The second series of Doctor Who has, to date, focused to an unusual degree on a loss of identity by outside influence. It’s been a central plot point in every story: the blood control in The Christmas Invasion, Cassandra’s shenanigans in New Earth, the Werewolf in Tooth and Claw, the children in School Reunion, the repair droids’ use of humans in The Girl in the Fireplace, the Wire’s victims in The Idiot’s Lantern, Toby and the Ood in The Satan Pit, the Abzorbaloff this Saturday — and then there’s all the Cyberman stuff. In each case the victims are robbed of a personality, such that their bodies might be used for other purposes — in most cases, to be physically transformed or integrated into something else.

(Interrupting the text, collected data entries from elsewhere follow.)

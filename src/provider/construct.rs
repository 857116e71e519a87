//! Construction pipeline.
//!
//! Uninitialized -> Registered (singletons only) -> Injected -> Ready.
//! A singleton is published to its own thread at `Registered`, before
//! injection, so circular graphs resolving back to it see the partial instance.

use std::any::TypeId;
use std::sync::Arc;

use crate::arguments::{Argument, Arguments, BoundArguments};
use crate::error::{DiError, DiResult};
use crate::internal::with_circular_guard;
use crate::key::ServiceId;
use crate::lifetime::Lifetime;
use crate::registration::{AnyArc, Registration};
use crate::schema::TypeSchema;
use crate::traits::{Component, LifecycleCause, ResolverCore};

use super::Container;

/// Everything the pipeline needs to know about one construction.
struct Plan<'a> {
    identity: ServiceId,
    lifetime: Lifetime,
    schema: Arc<TypeSchema>,
    registration: Option<&'a Registration>,
}

/// Where a constructor parameter gets its value from.
enum Source<'a> {
    Given(Argument),
    Configured(&'a serde_json::Value),
    Autowired(&'a ServiceId),
    Empty,
}

impl Container {
    /// Creates an instance of `T` through the construction pipeline.
    ///
    /// Arguments bind positionally to the parameters of `T`'s schema. Missing
    /// positions fall back to arguments configured on the registration, then to
    /// autowired services. For singleton-scoped types the cached instance is
    /// returned when one exists.
    ///
    /// # Errors
    ///
    /// [`DiError::MissingConstructorArgument`] when a required parameter has no
    /// value; nothing is constructed in that case.
    ///
    /// # Examples
    ///
    /// ```
    /// use weft_di::{Arguments, BoundArguments, Component, DiResult, Injectable, ServiceCollection, SlotCell, TypeSchema};
    ///
    /// struct Invoice {
    ///     number: String,
    /// }
    ///
    /// impl Injectable for Invoice {
    ///     fn slot(&self, _name: &str) -> Option<&dyn SlotCell> {
    ///         None
    ///     }
    /// }
    ///
    /// impl Component for Invoice {
    ///     fn schema() -> TypeSchema {
    ///         TypeSchema::new::<Self>().parameter("number")
    ///     }
    ///
    ///     fn construct(args: &BoundArguments) -> DiResult<Self> {
    ///         Ok(Self { number: args.value("number")? })
    ///     }
    /// }
    ///
    /// let container = ServiceCollection::new().build();
    /// let invoice = container.construct::<Invoice>(Arguments::new().value("INV-7")).unwrap();
    /// assert_eq!(invoice.number, "INV-7");
    /// assert!(container.construct::<Invoice>(Arguments::new()).is_err());
    /// ```
    pub fn construct<T: Component>(&self, args: Arguments) -> DiResult<Arc<T>> {
        let plan = self.plan_for::<T>();
        let label = plan.identity.clone();
        with_circular_guard(label.as_str(), || self.run_pipeline::<T>(&plan, args))
    }

    /// Pipeline entry used by component recipes; the caller already holds the cycle guard.
    pub(crate) fn build_registered<T: Component>(
        &self,
        id: &ServiceId,
        registration: &Registration,
    ) -> DiResult<Arc<T>> {
        let schema = match registration.schema() {
            Some(schema) => schema.clone(),
            None => self.schema_of::<T>(),
        };
        let plan = Plan {
            identity: id.clone(),
            lifetime: registration.lifetime,
            schema,
            registration: Some(registration),
        };
        self.run_pipeline::<T>(&plan, Arguments::new())
    }

    fn plan_for<T: Component>(&self) -> Plan<'_> {
        let catalog = &self.inner().catalog;
        let registered = catalog
            .identity_of(TypeId::of::<T>())
            .and_then(|id| catalog.resolve(id).ok());

        match registered {
            Some((id, registration)) => Plan {
                identity: id.clone(),
                lifetime: registration.lifetime,
                schema: self.schema_of::<T>(),
                registration: Some(registration),
            },
            None => {
                let schema = self.schema_of::<T>();
                Plan {
                    identity: ServiceId::of::<T>(),
                    lifetime: schema.lifetime(),
                    schema,
                    registration: None,
                }
            }
        }
    }

    fn run_pipeline<T: Component>(&self, plan: &Plan<'_>, args: Arguments) -> DiResult<Arc<T>> {
        if !plan.lifetime.is_singleton() {
            let instance = self.instantiate::<T>(plan, args)?;
            self.inject_into(&*instance, &plan.schema)?;
            instance.initialize(LifecycleCause::Created)?;
            self.constructed(plan);
            return Ok(instance);
        }

        let _creation = self.creation_lock();
        if let Some(existing) = self.instance_any(&plan.identity) {
            return existing
                .downcast::<T>()
                .map_err(|_| DiError::TypeMismatch { expected: std::any::type_name::<T>() });
        }

        let instance = self.instantiate::<T>(plan, args)?;
        let erased: AnyArc = instance.clone();
        self.begin_construction(&plan.identity, erased.clone());

        let ready = self
            .inject_into(&*instance, &plan.schema)
            .and_then(|()| instance.initialize(LifecycleCause::Created));
        self.end_construction(&plan.identity);
        // a failed singleton is discarded, never cached
        ready?;

        self.store_singleton(&plan.identity, erased);
        tracing::debug!(service = %plan.identity, type_name = plan.schema.type_name(), "singleton created");
        self.constructed(plan);
        Ok(instance)
    }

    fn instantiate<T: Component>(&self, plan: &Plan<'_>, args: Arguments) -> DiResult<Arc<T>> {
        let bound = self.bind_arguments(plan, args)?;
        T::construct(&bound).map(Arc::new)
    }

    /// Binds positional arguments to parameter names.
    ///
    /// Sources are decided for every parameter before any service is resolved,
    /// so a missing argument fails without side effects.
    fn bind_arguments(&self, plan: &Plan<'_>, mut args: Arguments) -> DiResult<BoundArguments> {
        let parameters = plan.schema.parameters();
        let mut sources = Vec::with_capacity(parameters.len());

        for (position, parameter) in parameters.iter().enumerate() {
            let source = if let Some(argument) = args.take(position) {
                Source::Given(argument)
            } else if let Some(value) = plan.registration.and_then(|r| r.argument(parameter.name)) {
                Source::Configured(value)
            } else if let Some(id) = &parameter.autowire {
                Source::Autowired(id)
            } else if parameter.required {
                return Err(DiError::MissingConstructorArgument {
                    type_name: plan.schema.type_name(),
                    parameter: parameter.name,
                });
            } else {
                Source::Empty
            };
            sources.push((parameter.name, source));
        }

        let mut entries = Vec::with_capacity(sources.len());
        for (name, source) in sources {
            let argument = match source {
                Source::Given(argument) => Some(argument),
                Source::Configured(value) => Some(Argument::Value(value.clone())),
                Source::Autowired(id) => Some(Argument::Object(self.resolve_any(id)?)),
                Source::Empty => None,
            };
            entries.push((name, argument));
        }

        Ok(BoundArguments::new(plan.schema.type_name(), entries))
    }

    fn constructed(&self, plan: &Plan<'_>) {
        let observers = &self.inner().observers;
        if observers.has_observers() {
            observers.constructed(plan.schema.type_name(), plan.lifetime);
        }
    }
}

Then there’s this lesser theme of people with obsessions abandoning them and “moving on”: The Rose with Doctor #9, Cassandra again, Sarah Jane, Mickey. The Doctor keeps half looking for excuses to give up wandering (in both Fireplace and Satan Pit) — or at least, he sure gives up quickly whenever it looks like he’s going to be stuck somewhere. To contrast, there are the characters who insist on clinging to the past — and we see what happens to them: Sarah Jane, who nearly wasted her entire life waiting for the Doctor to return; Reinette, who did. Then there are all the “Doctor Who fans” in Love & Monsters.
And yet there’s this temptation, this constant theme that maybe one can return to the past. That there’s some way to reclaim what you’ve lost: Cassandra and her business with Chip, Victoria and her paranormal mutterings, the Skasis Paradigm, this “before Time” business in The Satan Pit. Though she thought it was behind her, Rose still can’t get over her father and is drawn to his doppelganger. Part of the Doctor’s infatuation with Reinette was in how she managed to help him revisit his old, buried memories. And then there’s “Army of Ghosts”, coming up.
Of course, given that an identity is mostly built up out of memories… this all gets rather complex.
Especially in light of the huge new spoiler that will not be mentioned, I wonder how this all ties into the last couple of episodes. I doubt we’ll see any true conclusion in the next few episodes; these themes seem to be setting up something so huge that it’ll take most of series three to address.